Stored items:
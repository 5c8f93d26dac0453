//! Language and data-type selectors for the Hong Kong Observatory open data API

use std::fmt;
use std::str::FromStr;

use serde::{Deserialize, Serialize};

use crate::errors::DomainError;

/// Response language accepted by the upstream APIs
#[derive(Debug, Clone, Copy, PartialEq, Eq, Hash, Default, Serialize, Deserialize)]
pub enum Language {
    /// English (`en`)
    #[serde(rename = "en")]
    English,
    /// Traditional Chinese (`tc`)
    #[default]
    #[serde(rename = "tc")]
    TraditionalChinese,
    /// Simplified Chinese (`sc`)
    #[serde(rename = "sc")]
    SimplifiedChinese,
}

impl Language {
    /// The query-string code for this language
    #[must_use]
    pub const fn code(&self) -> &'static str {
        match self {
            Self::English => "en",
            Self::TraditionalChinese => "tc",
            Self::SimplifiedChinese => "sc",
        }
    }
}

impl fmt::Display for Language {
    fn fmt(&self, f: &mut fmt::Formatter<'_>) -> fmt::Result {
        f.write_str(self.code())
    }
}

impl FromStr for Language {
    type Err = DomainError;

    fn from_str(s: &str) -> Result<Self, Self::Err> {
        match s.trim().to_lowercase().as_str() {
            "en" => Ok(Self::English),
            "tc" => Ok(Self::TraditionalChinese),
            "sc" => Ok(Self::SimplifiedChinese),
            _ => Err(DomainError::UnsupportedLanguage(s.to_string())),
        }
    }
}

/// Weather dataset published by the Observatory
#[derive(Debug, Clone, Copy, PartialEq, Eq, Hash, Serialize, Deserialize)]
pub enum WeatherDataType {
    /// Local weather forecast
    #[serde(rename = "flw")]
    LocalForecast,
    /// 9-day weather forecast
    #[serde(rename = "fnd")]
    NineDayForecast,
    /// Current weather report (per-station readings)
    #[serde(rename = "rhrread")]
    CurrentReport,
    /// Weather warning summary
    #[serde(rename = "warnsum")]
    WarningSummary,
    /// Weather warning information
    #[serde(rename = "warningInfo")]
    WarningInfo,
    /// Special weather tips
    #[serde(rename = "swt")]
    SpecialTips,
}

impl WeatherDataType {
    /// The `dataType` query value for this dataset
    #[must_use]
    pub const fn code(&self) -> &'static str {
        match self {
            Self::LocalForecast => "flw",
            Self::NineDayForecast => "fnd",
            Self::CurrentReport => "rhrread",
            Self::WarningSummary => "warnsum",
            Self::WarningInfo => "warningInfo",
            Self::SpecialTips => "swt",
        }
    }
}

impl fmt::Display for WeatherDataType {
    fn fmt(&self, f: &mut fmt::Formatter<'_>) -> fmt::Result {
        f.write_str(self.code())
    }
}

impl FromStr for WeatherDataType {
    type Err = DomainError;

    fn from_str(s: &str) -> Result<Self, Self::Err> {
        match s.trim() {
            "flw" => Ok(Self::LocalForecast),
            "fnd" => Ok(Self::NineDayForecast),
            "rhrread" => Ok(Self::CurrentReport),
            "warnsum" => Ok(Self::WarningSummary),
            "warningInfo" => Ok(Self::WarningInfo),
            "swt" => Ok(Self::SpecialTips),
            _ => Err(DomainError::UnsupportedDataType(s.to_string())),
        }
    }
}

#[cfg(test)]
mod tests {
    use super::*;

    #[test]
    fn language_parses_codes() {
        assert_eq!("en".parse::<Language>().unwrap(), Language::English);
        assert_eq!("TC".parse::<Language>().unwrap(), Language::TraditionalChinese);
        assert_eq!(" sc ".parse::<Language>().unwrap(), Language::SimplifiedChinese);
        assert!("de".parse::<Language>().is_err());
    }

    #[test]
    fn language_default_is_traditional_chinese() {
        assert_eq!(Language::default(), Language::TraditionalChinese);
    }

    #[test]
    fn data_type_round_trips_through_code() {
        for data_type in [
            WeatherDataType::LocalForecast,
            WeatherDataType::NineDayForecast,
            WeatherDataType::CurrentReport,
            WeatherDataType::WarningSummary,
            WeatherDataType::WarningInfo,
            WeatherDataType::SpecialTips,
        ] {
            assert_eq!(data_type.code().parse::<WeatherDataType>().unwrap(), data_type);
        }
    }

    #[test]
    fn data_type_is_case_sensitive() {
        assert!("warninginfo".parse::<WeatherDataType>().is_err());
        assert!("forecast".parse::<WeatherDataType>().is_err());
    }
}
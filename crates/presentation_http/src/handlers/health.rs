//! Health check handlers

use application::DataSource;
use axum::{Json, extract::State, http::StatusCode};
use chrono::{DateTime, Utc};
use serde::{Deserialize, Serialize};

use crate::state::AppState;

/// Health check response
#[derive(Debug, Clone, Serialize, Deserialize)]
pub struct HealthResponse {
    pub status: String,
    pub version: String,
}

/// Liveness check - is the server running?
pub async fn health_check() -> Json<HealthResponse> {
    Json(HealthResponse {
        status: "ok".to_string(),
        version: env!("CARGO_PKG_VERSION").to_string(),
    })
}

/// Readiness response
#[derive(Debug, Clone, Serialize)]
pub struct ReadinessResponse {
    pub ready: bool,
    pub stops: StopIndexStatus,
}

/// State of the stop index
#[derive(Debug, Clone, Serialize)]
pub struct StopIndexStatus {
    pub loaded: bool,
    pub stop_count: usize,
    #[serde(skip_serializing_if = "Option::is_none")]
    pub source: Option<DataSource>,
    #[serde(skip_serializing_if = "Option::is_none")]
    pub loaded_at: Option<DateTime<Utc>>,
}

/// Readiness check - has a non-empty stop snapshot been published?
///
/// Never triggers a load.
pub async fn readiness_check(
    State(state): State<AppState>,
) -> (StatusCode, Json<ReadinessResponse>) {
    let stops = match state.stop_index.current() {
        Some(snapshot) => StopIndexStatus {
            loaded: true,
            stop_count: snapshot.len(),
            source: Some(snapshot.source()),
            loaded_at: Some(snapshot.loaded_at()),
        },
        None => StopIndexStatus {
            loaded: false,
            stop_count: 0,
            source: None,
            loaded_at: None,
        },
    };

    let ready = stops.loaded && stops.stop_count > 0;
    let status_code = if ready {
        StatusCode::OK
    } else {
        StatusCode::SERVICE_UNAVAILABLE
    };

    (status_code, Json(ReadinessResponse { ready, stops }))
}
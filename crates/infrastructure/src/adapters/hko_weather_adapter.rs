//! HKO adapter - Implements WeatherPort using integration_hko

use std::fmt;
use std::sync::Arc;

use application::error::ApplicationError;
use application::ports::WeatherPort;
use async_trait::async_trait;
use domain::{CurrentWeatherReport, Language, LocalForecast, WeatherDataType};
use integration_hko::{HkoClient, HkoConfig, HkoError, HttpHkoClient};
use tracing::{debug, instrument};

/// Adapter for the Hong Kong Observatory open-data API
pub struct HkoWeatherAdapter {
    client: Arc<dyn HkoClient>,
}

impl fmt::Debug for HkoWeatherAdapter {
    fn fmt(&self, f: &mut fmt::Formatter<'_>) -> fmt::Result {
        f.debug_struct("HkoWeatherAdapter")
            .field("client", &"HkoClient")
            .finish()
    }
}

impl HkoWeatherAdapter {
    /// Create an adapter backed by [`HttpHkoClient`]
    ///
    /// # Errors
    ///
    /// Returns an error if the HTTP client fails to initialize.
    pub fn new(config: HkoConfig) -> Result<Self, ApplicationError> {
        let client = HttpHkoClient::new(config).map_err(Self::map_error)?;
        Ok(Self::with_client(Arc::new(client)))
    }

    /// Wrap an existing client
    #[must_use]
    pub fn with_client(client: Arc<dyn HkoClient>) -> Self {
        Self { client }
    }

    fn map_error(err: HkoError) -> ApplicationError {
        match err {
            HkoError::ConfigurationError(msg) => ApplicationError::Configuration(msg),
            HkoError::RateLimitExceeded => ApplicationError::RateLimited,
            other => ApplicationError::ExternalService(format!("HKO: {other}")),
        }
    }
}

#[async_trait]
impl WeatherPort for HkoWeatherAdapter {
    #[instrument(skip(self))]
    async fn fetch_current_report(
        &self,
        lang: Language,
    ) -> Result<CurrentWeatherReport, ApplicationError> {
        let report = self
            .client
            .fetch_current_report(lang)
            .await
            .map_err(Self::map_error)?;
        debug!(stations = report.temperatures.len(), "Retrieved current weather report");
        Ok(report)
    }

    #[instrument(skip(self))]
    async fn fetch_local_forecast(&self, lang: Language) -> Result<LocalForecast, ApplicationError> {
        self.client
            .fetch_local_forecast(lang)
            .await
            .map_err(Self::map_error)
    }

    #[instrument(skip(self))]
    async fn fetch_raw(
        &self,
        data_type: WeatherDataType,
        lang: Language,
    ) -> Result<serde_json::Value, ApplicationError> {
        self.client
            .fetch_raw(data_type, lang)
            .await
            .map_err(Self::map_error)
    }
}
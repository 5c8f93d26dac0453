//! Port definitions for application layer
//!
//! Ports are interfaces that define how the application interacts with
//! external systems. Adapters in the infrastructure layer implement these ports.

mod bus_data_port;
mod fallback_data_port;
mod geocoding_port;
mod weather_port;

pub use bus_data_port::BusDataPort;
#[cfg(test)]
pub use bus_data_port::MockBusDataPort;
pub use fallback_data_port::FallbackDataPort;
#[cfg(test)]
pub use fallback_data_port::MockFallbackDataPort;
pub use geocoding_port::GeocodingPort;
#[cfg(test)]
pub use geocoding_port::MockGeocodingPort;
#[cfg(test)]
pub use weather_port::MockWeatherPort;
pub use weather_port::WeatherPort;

§ **WORK TO BE COMPLETED**
Take the lines above from the one containing "triggers a load." down to the one containing "pub fn with_client(client: Arc<dyn", and transcribe them exactly, both ends included.

§ **RESULT OF THE EXERCISE**
/// Never triggers a load.
pub async fn readiness_check(
    State(state): State<AppState>,
) -> (StatusCode, Json<ReadinessResponse>) {
    let stops = match state.stop_index.current() {
        Some(snapshot) => StopIndexStatus {
            loaded: true,
            stop_count: snapshot.len(),
            source: Some(snapshot.source()),
            loaded_at: Some(snapshot.loaded_at()),
        },
        None => StopIndexStatus {
            loaded: false,
            stop_count: 0,
            source: None,
            loaded_at: None,
        },
    };

    let ready = stops.loaded && stops.stop_count > 0;
    let status_code = if ready {
        StatusCode::OK
    } else {
        StatusCode::SERVICE_UNAVAILABLE
    };

    (status_code, Json(ReadinessResponse { ready, stops }))
}
filename crates/infrastructure/src/adapters/hko_weather_adapter.rs
//! HKO adapter - Implements WeatherPort using integration_hko

use std::fmt;
use std::sync::Arc;

use application::error::ApplicationError;
use application::ports::WeatherPort;
use async_trait::async_trait;
use domain::{CurrentWeatherReport, Language, LocalForecast, WeatherDataType};
use integration_hko::{HkoClient, HkoConfig, HkoError, HttpHkoClient};
use tracing::{debug, instrument};

/// Adapter for the Hong Kong Observatory open-data API
pub struct HkoWeatherAdapter {
    client: Arc<dyn HkoClient>,
}

impl fmt::Debug for HkoWeatherAdapter {
    fn fmt(&self, f: &mut fmt::Formatter<'_>) -> fmt::Result {
        f.debug_struct("HkoWeatherAdapter")
            .field("client", &"HkoClient")
            .finish()
    }
}

impl HkoWeatherAdapter {
    /// Create an adapter backed by [`HttpHkoClient`]
    ///
    /// # Errors
    ///
    /// Returns an error if the HTTP client fails to initialize.
    pub fn new(config: HkoConfig) -> Result<Self, ApplicationError> {
        let client = HttpHkoClient::new(config).map_err(Self::map_error)?;
        Ok(Self::with_client(Arc::new(client)))
    }

    /// Wrap an existing client
    #[must_use]
    pub fn with_client(client: Arc<dyn HkoClient>) -> Self {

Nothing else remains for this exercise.